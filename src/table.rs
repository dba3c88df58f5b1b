use std::array::from_fn;

use rand::SeedableRng;
use rand::rngs::StdRng;
use rand::seq::SliceRandom;

use crate::action::Directive;
use crate::card::{COLUMN_COUNT, Card, DECK_SIZE, FOUNDATION_COUNT, Suit, full_deck};
use crate::error::{InvalidMove, TableError};
use crate::state::{DrawMode, Slot, Solitaire};

const DEFAULT_SEED: u64 = 0x5EED_C1DE_50F7_0001;

/// Configuration required to bootstrap a table.
#[derive(Clone, Copy, Debug)]
pub struct TableConfig {
    pub draw_mode: DrawMode,
    pub seed: u64,
}

impl Default for TableConfig {
    fn default() -> Self {
        Self {
            draw_mode: DrawMode::Single,
            seed: DEFAULT_SEED,
        }
    }
}

/// Builder that enables deterministic deck injection for tests.
pub struct TableBuilder {
    config: TableConfig,
    deck: Option<Vec<Card>>,
}

impl TableBuilder {
    pub fn new() -> Self {
        Self {
            config: TableConfig::default(),
            deck: None,
        }
    }

    pub fn with_seed(mut self, seed: u64) -> Self {
        self.config.seed = seed;
        self
    }

    pub fn with_draw_mode(mut self, draw_mode: DrawMode) -> Self {
        self.config.draw_mode = draw_mode;
        self
    }

    /// Deals from the end of `deck`: column 0 first (face-down cards before
    /// the face-up one), then the remaining 24 cards form the stock with the
    /// last card drawn first.
    pub fn with_deck(mut self, deck: Vec<Card>) -> Self {
        self.deck = Some(deck);
        self
    }

    pub fn build(self) -> Result<Table, TableError> {
        Table::from_builder(self)
    }
}

impl Default for TableBuilder {
    fn default() -> Self {
        Self::new()
    }
}

#[derive(Clone, Debug, Default)]
struct Column {
    hidden: Vec<Card>,
    face_up: Vec<Card>,
}

impl Column {
    fn accepts(&self, card: Card) -> bool {
        match self.face_up.last() {
            Some(target) => card.stacks_on(*target),
            None => self.hidden.is_empty() && card.is_king(),
        }
    }

    /// Turns the top hidden card once the face-up run is gone.
    fn flip(&mut self) -> Option<Card> {
        if !self.face_up.is_empty() {
            return None;
        }
        let card = self.hidden.pop()?;
        self.face_up.push(card);
        Some(card)
    }
}

/// Reference Klondike table: enforces the rules and executes directives.
pub struct Table {
    config: TableConfig,
    columns: [Column; COLUMN_COUNT],
    foundations: [Option<Card>; FOUNDATION_COUNT],
    stock: Vec<Card>,
    waste: Vec<Card>,
    moves: usize,
    rng: StdRng,
}

impl Table {
    pub fn builder() -> TableBuilder {
        TableBuilder::new()
    }

    pub fn new(config: TableConfig) -> Result<Self, TableError> {
        TableBuilder { config, deck: None }.build()
    }

    fn from_builder(builder: TableBuilder) -> Result<Self, TableError> {
        let TableBuilder { config, deck } = builder;
        let mut table = Table {
            config,
            columns: from_fn(|_| Column::default()),
            foundations: [None; FOUNDATION_COUNT],
            stock: Vec::new(),
            waste: Vec::new(),
            moves: 0,
            rng: StdRng::seed_from_u64(config.seed),
        };
        match deck {
            Some(deck) => table.deal(deck)?,
            None => table.redeal()?,
        }
        Ok(table)
    }

    fn deal(&mut self, mut deck: Vec<Card>) -> Result<(), TableError> {
        if deck.len() != DECK_SIZE {
            return Err(TableError::InvalidConfiguration("deck must hold 52 cards"));
        }
        let mut seen = [false; DECK_SIZE];
        for card in &deck {
            if std::mem::replace(&mut seen[card.index()], true) {
                return Err(TableError::InvalidConfiguration("deck contains duplicates"));
            }
        }
        for (index, column) in self.columns.iter_mut().enumerate() {
            column.hidden.clear();
            column.face_up.clear();
            for _ in 0..index {
                column.hidden.extend(deck.pop());
            }
            column.face_up.extend(deck.pop());
        }
        self.foundations = [None; FOUNDATION_COUNT];
        self.waste.clear();
        self.stock = deck;
        self.moves = 0;
        Ok(())
    }

    /// Shuffles and deals a new game from the table's RNG.
    pub fn redeal(&mut self) -> Result<(), TableError> {
        let mut deck = full_deck();
        deck.shuffle(&mut self.rng);
        self.deal(deck)
    }

    pub fn config(&self) -> TableConfig {
        self.config
    }

    pub fn moves(&self) -> usize {
        self.moves
    }

    pub fn stock_count(&self) -> usize {
        self.stock.len()
    }

    pub fn waste_count(&self) -> usize {
        self.waste.len()
    }

    pub fn is_won(&self) -> bool {
        self.foundations
            .iter()
            .all(|top| top.is_some_and(Card::is_king))
    }

    /// Turns cards from the stock, recycling the waste first when the stock
    /// is empty. Returns the new waste top.
    pub fn cycle(&mut self) -> Option<Card> {
        if self.stock.is_empty() {
            if self.waste.is_empty() {
                return None;
            }
            self.waste.reverse();
            std::mem::swap(&mut self.stock, &mut self.waste);
        }
        for _ in 0..self.config.draw_mode.cards_per_cycle() {
            match self.stock.pop() {
                Some(card) => self.waste.push(card),
                None => break,
            }
        }
        self.waste.last().copied()
    }

    /// Executes a directive. `reset` deals a fresh game.
    ///
    /// Returns the card the move revealed: a freshly turned tableau card, or
    /// the new waste top after a cycle or a play from the waste.
    pub fn apply(&mut self, directive: &Directive) -> Result<Option<Card>, TableError> {
        let revealed = match *directive {
            Directive::Reset { .. } => {
                self.redeal()?;
                return Ok(None);
            }
            _ if self.is_won() => return Err(TableError::DealComplete),
            Directive::Cycle { .. } => self.cycle(),
            Directive::StockToFoundation => {
                let card = *self.waste.last().ok_or(InvalidMove::NoCardAvailable)?;
                self.bank(card)?;
                self.take_waste()
            }
            Directive::BoardToFoundation { column } => {
                let card = *self
                    .column(column)?
                    .face_up
                    .last()
                    .ok_or(InvalidMove::NoCardAvailable)?;
                self.bank(card)?;
                let source = &mut self.columns[column];
                source.face_up.pop();
                source.flip()
            }
            Directive::StockToBoard { column, .. } => {
                let card = *self.waste.last().ok_or(InvalidMove::NoCardAvailable)?;
                self.check_placement(column, card)?;
                self.columns[column].face_up.push(card);
                self.take_waste()
            }
            Directive::Move { from, to, offset } => {
                if from == to {
                    return Err(InvalidMove::SameColumn(from).into());
                }
                let run = &self.column(from)?.face_up;
                let base = *run.get(offset).ok_or(InvalidMove::Offset {
                    column: from,
                    offset,
                })?;
                self.check_placement(to, base)?;
                let moved = self.columns[from].face_up.split_off(offset);
                self.columns[to].face_up.extend(moved);
                self.columns[from].flip()
            }
        };
        self.moves += 1;
        Ok(revealed)
    }

    /// Moves the top card of `suit`'s foundation back onto `column`.
    ///
    /// Operator-only: the advisor never recommends withdrawing a card.
    pub fn foundation_to_board(&mut self, suit: Suit, column: usize) -> Result<(), TableError> {
        if self.is_won() {
            return Err(TableError::DealComplete);
        }
        let card = self.foundations[suit.index()].ok_or(InvalidMove::NoCardAvailable)?;
        self.check_placement(column, card)?;
        self.foundations[suit.index()] = Card::new(card.rank() - 1, suit);
        self.columns[column].face_up.push(card);
        self.moves += 1;
        Ok(())
    }

    /// Pops the waste top, drawing again when that empties the waste while
    /// the stock still holds cards. Returns the new waste top.
    fn take_waste(&mut self) -> Option<Card> {
        self.waste.pop();
        if self.waste.is_empty() && !self.stock.is_empty() {
            return self.cycle();
        }
        self.waste.last().copied()
    }

    fn column(&self, column: usize) -> Result<&Column, InvalidMove> {
        self.columns
            .get(column)
            .ok_or(InvalidMove::ColumnIndex(column))
    }

    fn check_placement(&self, column: usize, card: Card) -> Result<(), InvalidMove> {
        let target = self.column(column)?;
        if target.accepts(card) {
            return Ok(());
        }
        match target.face_up.last() {
            Some(top) => Err(InvalidMove::CannotStack { card, target: *top }),
            None => Err(InvalidMove::NotAKing(card)),
        }
    }

    fn bank(&mut self, card: Card) -> Result<(), InvalidMove> {
        let slot = &mut self.foundations[card.suit().index()];
        let banked = slot.map_or(0, |top| top.rank());
        if banked + 1 != card.rank() {
            return Err(InvalidMove::FoundationMismatch(card));
        }
        *slot = Some(card);
        Ok(())
    }
}

impl Solitaire for Table {
    fn draw_mode(&self) -> DrawMode {
        self.config.draw_mode
    }

    fn columns(&self) -> [Vec<Slot>; COLUMN_COUNT] {
        from_fn(|idx| {
            let column = &self.columns[idx];
            std::iter::repeat_n(Slot::FaceDown, column.hidden.len())
                .chain(column.face_up.iter().copied().map(Slot::Up))
                .collect()
        })
    }

    fn foundations(&self) -> [Option<Card>; FOUNDATION_COUNT] {
        self.foundations
    }

    fn peek_reserve(&self) -> Option<Card> {
        self.waste.last().copied()
    }

    fn peek_reserve_three(&self) -> [Option<Card>; 3] {
        from_fn(|depth| {
            self.waste
                .len()
                .checked_sub(depth + 1)
                .map(|idx| self.waste[idx])
        })
    }
}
========
→ Task item:
With "that" as the string to look for, count the matching lines above and give the number by itself.

→ Finished exercise:
2